Start of Records provided
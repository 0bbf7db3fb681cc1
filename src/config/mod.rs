// SPDX-License-Identifier: MPL-2.0
//! User preferences stored in a `settings.toml` file.
//!
//! # Configuration Sections
//!
//! - `[general]` - Language and dark mode flag
//! - `[converter]` - Preselected units
//! - `[animation]` - Repeat button count and playback speed
//! - `[gallery]` - Listing order and copy buffer size
//!
//! Missing sections or keys fall back to their defaults, so an empty file is
//! a valid configuration.
//!
//! # Path Resolution
//!
//! 1. Use `load_from_path()`/`save_to_path()` with an explicit path
//! 2. Set `POCKET_SUITE_CONFIG_DIR`
//! 3. Falls back to the platform config directory
//!
//! # Examples
//!
//! ```no_run
//! use pocket_suite::config;
//!
//! let (mut config, _warning) = config::load();
//! config.general.dark_mode = true;
//! config::save(&config).expect("Failed to save config");
//! ```

pub mod defaults;

pub use defaults::*;

use crate::app::paths;
use crate::converter::LengthUnit;
use crate::error::{Error, Result};
use serde::{Deserialize, Serialize};
use std::fs;
use std::path::{Path, PathBuf};

const CONFIG_FILE: &str = "settings.toml";

/// Order of the gallery listing.
#[derive(Debug, Clone, Copy, Serialize, Deserialize, PartialEq, Eq, Default)]
#[serde(rename_all = "kebab-case")]
pub enum SortOrder {
    #[default]
    Name,
    ModifiedDate,
}

/// General application settings.
#[derive(Debug, Clone, Serialize, Deserialize, PartialEq, Default)]
pub struct GeneralConfig {
    /// UI language code (e.g., "en-US", "fr").
    #[serde(default, skip_serializing_if = "Option::is_none")]
    pub language: Option<String>,

    /// Whether the dark theme is active. Defaults to light.
    #[serde(default)]
    pub dark_mode: bool,
}

#[derive(Debug, Clone, Serialize, Deserialize, PartialEq)]
pub struct ConverterConfig {
    #[serde(default = "default_from_unit", skip_serializing_if = "Option::is_none")]
    pub default_from: Option<LengthUnit>,

    #[serde(default = "default_to_unit", skip_serializing_if = "Option::is_none")]
    pub default_to: Option<LengthUnit>,
}

impl Default for ConverterConfig {
    fn default() -> Self {
        Self {
            default_from: default_from_unit(),
            default_to: default_to_unit(),
        }
    }
}

#[derive(Debug, Clone, Serialize, Deserialize, PartialEq)]
pub struct AnimationConfig {
    /// Number of extra runs played by the repeat button.
    #[serde(
        default = "default_repeat_count",
        skip_serializing_if = "Option::is_none"
    )]
    pub repeat_count: Option<u32>,

    /// Playback speed multiplier applied when a viewer opens.
    #[serde(default = "default_speed", skip_serializing_if = "Option::is_none")]
    pub speed: Option<f32>,
}

impl Default for AnimationConfig {
    fn default() -> Self {
        Self {
            repeat_count: default_repeat_count(),
            speed: default_speed(),
        }
    }
}

#[derive(Debug, Clone, Serialize, Deserialize, PartialEq)]
pub struct GalleryConfig {
    #[serde(default, skip_serializing_if = "Option::is_none")]
    pub sort_order: Option<SortOrder>,

    /// Buffer size for streaming captured photos into the save folder.
    #[serde(
        default = "default_copy_buffer_bytes",
        skip_serializing_if = "Option::is_none"
    )]
    pub copy_buffer_bytes: Option<usize>,
}

impl Default for GalleryConfig {
    fn default() -> Self {
        Self {
            sort_order: Some(SortOrder::default()),
            copy_buffer_bytes: default_copy_buffer_bytes(),
        }
    }
}

/// Application configuration with logical sections.
#[derive(Debug, Clone, Serialize, Deserialize, PartialEq, Default)]
pub struct Config {
    #[serde(default)]
    pub general: GeneralConfig,

    #[serde(default)]
    pub converter: ConverterConfig,

    #[serde(default)]
    pub animation: AnimationConfig,

    #[serde(default)]
    pub gallery: GalleryConfig,
}

impl Config {
    /// Repeat count for the repeat button, bounded to the accepted range.
    pub fn repeat_count(&self) -> u32 {
        self.animation
            .repeat_count
            .unwrap_or(DEFAULT_REPEAT_COUNT)
            .min(MAX_REPEAT_COUNT)
    }

    /// Playback speed, clamped to the supported range.
    pub fn animation_speed(&self) -> f32 {
        self.animation
            .speed
            .filter(|speed| speed.is_finite())
            .unwrap_or(DEFAULT_ANIMATION_SPEED)
            .clamp(MIN_ANIMATION_SPEED, MAX_ANIMATION_SPEED)
    }

    /// Copy buffer size, clamped to the supported range.
    pub fn copy_buffer_bytes(&self) -> usize {
        self.gallery
            .copy_buffer_bytes
            .unwrap_or(DEFAULT_COPY_BUFFER_BYTES)
            .clamp(MIN_COPY_BUFFER_BYTES, MAX_COPY_BUFFER_BYTES)
    }

    pub fn sort_order(&self) -> SortOrder {
        self.gallery.sort_order.unwrap_or_default()
    }

    /// Units preselected in the converter, as (from, to).
    pub fn default_units(&self) -> (LengthUnit, LengthUnit) {
        (
            self.converter.default_from.unwrap_or(DEFAULT_FROM_UNIT),
            self.converter.default_to.unwrap_or(DEFAULT_TO_UNIT),
        )
    }
}

fn default_from_unit() -> Option<LengthUnit> {
    Some(DEFAULT_FROM_UNIT)
}

fn default_to_unit() -> Option<LengthUnit> {
    Some(DEFAULT_TO_UNIT)
}

fn default_repeat_count() -> Option<u32> {
    Some(DEFAULT_REPEAT_COUNT)
}

fn default_speed() -> Option<f32> {
    Some(DEFAULT_ANIMATION_SPEED)
}

fn default_copy_buffer_bytes() -> Option<usize> {
    Some(DEFAULT_COPY_BUFFER_BYTES)
}

fn config_path_with_override(base_dir: Option<PathBuf>) -> Option<PathBuf> {
    paths::app_config_dir_with_override(base_dir).map(|dir| dir.join(CONFIG_FILE))
}

/// Loads the configuration from the default path.
///
/// Returns a tuple of (config, optional_warning). A missing file is not an
/// error; an unreadable or malformed one yields the defaults plus a warning
/// message key.
pub fn load() -> (Config, Option<String>) {
    load_with_override(None)
}

/// Loads the configuration from a custom directory.
pub fn load_with_override(base_dir: Option<PathBuf>) -> (Config, Option<String>) {
    let Some(path) = config_path_with_override(base_dir) else {
        return (Config::default(), None);
    };
    if !path.exists() {
        return (Config::default(), None);
    }
    match load_from_path(&path) {
        Ok(config) => (config, None),
        Err(err) => {
            tracing::warn!(path = %path.display(), error = %err, "falling back to default settings");
            (
                Config::default(),
                Some("notification-config-load-error".to_string()),
            )
        }
    }
}

/// Loads the configuration that a partial save should start from.
///
/// Unlike [`load_with_override`], a file that exists but cannot be read or
/// parsed is an error, so callers never overwrite settings they could not
/// see.
pub fn load_for_update(base_dir: Option<PathBuf>) -> Result<Config> {
    match config_path_with_override(base_dir) {
        Some(path) if path.exists() => load_from_path(&path),
        _ => Ok(Config::default()),
    }
}

/// Loads configuration from a specific path.
pub fn load_from_path(path: &Path) -> Result<Config> {
    let content = fs::read_to_string(path)?;
    let config: Config = toml::from_str(&content)?;
    Ok(config)
}

/// Saves the configuration to the default path.
pub fn save(config: &Config) -> Result<()> {
    save_with_override(config, None)
}

/// Saves the configuration to a custom directory.
pub fn save_with_override(config: &Config, base_dir: Option<PathBuf>) -> Result<()> {
    match config_path_with_override(base_dir) {
        Some(path) => save_to_path(config, &path),
        None => Err(Error::Config(
            "cannot determine the configuration directory".into(),
        )),
    }
}

/// Saves configuration to a specific path, creating parent directories.
pub fn save_to_path(config: &Config, path: &Path) -> Result<()> {
    if let Some(parent) = path.parent() {
        fs::create_dir_all(parent)?;
    }
    let content = toml::to_string_pretty(config)?;
    fs::write(path, content)?;
    tracing::debug!(path = %path.display(), "settings saved");
    Ok(())
}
End of Records provided
- What you are asked to do:
Filter the entries above and return only the lines holding "ConverterConfig".

- Answer box:
pub struct ConverterConfig {
impl Default for ConverterConfig {
    pub converter: ConverterConfig,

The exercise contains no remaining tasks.